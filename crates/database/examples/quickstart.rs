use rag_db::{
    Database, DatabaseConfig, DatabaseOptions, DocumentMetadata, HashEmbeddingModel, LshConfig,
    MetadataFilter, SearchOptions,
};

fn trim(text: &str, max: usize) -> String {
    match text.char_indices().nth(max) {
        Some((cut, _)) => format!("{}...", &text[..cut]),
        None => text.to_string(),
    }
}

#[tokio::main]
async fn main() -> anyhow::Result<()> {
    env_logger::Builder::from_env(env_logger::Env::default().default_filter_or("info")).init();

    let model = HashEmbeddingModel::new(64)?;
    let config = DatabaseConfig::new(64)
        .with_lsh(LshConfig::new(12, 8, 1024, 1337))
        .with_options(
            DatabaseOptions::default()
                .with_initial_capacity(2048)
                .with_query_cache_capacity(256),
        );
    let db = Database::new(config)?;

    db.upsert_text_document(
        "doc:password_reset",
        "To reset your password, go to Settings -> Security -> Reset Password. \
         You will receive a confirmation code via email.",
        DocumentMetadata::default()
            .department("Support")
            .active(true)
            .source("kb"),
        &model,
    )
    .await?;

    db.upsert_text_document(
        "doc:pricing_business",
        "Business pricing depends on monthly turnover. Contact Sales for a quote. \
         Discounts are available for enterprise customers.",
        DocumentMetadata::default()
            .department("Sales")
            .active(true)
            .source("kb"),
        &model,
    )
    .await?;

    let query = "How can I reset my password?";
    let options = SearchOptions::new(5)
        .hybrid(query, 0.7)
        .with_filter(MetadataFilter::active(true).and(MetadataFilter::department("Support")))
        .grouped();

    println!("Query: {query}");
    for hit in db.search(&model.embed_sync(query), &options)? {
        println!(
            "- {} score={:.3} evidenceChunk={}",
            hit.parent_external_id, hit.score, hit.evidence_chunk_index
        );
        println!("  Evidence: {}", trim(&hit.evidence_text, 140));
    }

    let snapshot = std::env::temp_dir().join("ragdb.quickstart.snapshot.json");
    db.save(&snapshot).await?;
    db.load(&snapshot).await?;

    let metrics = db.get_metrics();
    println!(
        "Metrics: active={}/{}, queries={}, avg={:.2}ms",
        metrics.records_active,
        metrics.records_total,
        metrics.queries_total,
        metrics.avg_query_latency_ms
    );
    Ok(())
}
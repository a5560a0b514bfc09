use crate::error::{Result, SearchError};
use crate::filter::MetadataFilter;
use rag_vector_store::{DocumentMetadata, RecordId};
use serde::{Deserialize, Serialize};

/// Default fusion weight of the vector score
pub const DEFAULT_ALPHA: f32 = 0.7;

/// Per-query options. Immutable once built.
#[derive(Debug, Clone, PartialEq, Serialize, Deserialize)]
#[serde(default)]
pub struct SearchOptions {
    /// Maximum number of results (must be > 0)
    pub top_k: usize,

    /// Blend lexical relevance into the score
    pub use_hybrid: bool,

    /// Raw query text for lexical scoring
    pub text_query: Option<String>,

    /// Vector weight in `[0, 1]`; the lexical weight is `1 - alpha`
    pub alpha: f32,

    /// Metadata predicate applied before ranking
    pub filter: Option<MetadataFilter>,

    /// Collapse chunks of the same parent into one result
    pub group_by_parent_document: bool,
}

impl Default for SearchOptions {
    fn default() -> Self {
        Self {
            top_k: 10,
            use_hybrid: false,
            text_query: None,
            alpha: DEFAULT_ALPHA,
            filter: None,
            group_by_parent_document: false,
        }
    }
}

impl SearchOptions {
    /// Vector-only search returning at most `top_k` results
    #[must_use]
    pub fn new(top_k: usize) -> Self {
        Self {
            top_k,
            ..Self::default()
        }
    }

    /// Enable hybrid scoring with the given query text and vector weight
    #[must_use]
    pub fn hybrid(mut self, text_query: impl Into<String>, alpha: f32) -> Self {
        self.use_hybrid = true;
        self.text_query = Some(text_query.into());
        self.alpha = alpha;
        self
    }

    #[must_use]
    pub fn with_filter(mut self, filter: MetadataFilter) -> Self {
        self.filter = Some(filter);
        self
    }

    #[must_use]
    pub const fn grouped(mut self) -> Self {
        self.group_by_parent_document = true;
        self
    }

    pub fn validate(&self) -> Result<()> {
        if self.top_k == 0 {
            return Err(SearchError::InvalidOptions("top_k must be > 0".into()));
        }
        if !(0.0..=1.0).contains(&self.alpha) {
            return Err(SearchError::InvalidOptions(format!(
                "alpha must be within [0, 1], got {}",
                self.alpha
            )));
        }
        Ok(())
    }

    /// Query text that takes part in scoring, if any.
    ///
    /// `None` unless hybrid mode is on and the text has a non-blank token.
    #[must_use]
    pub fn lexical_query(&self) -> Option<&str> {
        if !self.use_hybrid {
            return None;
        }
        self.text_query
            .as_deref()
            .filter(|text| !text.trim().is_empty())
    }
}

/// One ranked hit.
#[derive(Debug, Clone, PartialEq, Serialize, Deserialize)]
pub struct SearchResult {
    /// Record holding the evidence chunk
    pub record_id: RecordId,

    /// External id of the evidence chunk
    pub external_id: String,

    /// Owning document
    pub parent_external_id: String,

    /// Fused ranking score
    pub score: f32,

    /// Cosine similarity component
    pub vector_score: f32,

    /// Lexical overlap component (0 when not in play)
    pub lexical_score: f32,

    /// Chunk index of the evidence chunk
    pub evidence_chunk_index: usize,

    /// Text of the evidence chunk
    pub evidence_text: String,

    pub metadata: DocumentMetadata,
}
+ + + + +
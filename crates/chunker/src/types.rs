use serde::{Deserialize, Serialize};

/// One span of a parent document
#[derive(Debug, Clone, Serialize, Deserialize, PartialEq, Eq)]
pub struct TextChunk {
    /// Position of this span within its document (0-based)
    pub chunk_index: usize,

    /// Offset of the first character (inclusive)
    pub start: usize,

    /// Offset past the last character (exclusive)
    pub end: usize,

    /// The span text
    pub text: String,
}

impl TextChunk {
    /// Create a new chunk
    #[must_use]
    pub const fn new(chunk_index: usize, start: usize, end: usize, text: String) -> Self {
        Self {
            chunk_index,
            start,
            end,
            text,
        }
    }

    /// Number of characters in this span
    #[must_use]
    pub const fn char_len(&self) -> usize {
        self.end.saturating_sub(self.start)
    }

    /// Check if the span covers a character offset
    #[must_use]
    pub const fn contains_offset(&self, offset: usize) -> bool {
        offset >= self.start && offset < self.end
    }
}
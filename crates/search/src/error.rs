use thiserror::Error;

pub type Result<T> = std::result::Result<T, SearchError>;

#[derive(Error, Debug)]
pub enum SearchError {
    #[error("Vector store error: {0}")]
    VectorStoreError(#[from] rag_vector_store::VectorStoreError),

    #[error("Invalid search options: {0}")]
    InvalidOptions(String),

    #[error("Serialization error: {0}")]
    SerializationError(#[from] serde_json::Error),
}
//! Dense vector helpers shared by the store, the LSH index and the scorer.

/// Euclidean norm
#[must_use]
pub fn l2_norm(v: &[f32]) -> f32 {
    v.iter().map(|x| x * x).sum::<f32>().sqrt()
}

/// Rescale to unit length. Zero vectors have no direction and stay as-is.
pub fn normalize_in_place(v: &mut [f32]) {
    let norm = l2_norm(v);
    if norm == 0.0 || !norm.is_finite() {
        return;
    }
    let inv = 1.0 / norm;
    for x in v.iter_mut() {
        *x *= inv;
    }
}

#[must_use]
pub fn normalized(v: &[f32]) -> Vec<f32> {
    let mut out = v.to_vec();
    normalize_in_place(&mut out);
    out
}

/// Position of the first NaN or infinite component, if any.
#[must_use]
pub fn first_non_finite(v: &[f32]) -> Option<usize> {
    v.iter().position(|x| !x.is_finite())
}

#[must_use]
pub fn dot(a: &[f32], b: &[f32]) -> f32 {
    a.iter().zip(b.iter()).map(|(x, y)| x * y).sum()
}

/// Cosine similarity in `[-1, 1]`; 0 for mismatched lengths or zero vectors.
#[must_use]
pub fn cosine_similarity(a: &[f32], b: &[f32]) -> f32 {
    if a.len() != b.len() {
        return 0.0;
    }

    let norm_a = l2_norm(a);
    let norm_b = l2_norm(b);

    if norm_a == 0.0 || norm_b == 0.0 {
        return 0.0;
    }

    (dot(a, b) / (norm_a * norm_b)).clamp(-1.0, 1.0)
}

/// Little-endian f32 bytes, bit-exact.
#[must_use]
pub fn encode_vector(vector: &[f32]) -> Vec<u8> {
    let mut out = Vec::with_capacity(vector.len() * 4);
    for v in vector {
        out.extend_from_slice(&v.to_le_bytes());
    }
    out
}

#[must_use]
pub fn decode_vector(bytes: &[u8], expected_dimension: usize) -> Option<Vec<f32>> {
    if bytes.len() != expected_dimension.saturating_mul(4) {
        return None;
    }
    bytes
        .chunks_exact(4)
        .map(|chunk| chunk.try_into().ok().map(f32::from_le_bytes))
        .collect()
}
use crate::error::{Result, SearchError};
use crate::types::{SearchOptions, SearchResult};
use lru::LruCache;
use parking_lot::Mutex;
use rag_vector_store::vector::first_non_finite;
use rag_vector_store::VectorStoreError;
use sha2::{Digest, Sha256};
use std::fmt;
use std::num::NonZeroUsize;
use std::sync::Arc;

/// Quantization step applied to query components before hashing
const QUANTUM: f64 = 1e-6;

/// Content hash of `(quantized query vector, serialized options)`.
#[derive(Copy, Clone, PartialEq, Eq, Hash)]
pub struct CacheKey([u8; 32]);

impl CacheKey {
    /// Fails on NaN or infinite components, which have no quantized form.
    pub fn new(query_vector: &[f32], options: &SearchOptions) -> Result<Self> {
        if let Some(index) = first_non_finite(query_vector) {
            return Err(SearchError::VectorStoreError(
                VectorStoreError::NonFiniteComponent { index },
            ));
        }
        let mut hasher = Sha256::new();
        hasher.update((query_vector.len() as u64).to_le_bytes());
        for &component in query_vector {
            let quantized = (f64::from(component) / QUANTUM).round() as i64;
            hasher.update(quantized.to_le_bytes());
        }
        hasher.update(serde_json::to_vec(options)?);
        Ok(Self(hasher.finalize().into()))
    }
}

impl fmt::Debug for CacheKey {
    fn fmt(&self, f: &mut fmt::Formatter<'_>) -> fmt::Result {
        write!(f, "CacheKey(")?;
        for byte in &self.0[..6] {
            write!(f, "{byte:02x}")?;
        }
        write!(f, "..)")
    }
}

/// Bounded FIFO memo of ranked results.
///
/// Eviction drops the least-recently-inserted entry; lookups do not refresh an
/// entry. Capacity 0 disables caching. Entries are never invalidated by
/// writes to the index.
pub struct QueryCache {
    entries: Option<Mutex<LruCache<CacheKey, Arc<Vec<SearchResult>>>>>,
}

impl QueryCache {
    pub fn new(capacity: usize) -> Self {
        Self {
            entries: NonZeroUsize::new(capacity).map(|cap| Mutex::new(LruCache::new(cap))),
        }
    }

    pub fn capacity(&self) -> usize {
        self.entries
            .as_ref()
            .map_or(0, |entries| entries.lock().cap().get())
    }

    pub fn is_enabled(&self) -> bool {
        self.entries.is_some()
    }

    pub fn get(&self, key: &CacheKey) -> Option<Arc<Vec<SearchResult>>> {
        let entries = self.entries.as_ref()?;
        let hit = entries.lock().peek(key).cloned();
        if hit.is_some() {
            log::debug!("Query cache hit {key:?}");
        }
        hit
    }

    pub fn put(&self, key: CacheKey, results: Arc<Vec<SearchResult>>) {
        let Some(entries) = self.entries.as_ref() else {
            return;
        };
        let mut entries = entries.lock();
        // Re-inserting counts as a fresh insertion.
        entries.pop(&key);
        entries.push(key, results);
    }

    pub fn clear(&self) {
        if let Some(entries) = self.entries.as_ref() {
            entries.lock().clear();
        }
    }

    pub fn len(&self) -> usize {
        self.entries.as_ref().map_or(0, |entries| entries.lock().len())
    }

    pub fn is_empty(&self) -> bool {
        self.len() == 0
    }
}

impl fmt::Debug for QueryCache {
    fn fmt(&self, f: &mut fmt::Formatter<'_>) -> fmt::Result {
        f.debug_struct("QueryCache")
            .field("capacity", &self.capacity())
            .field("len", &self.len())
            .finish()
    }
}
+ + + + +
Action item.
Using the listing above, list every line in which the string "weight" occurs.

Task solution.
/// Default fusion weight of the vector score
    /// Vector weight in `[0, 1]`; the lexical weight is `1 - alpha`
    /// Enable hybrid scoring with the given query text and vector weight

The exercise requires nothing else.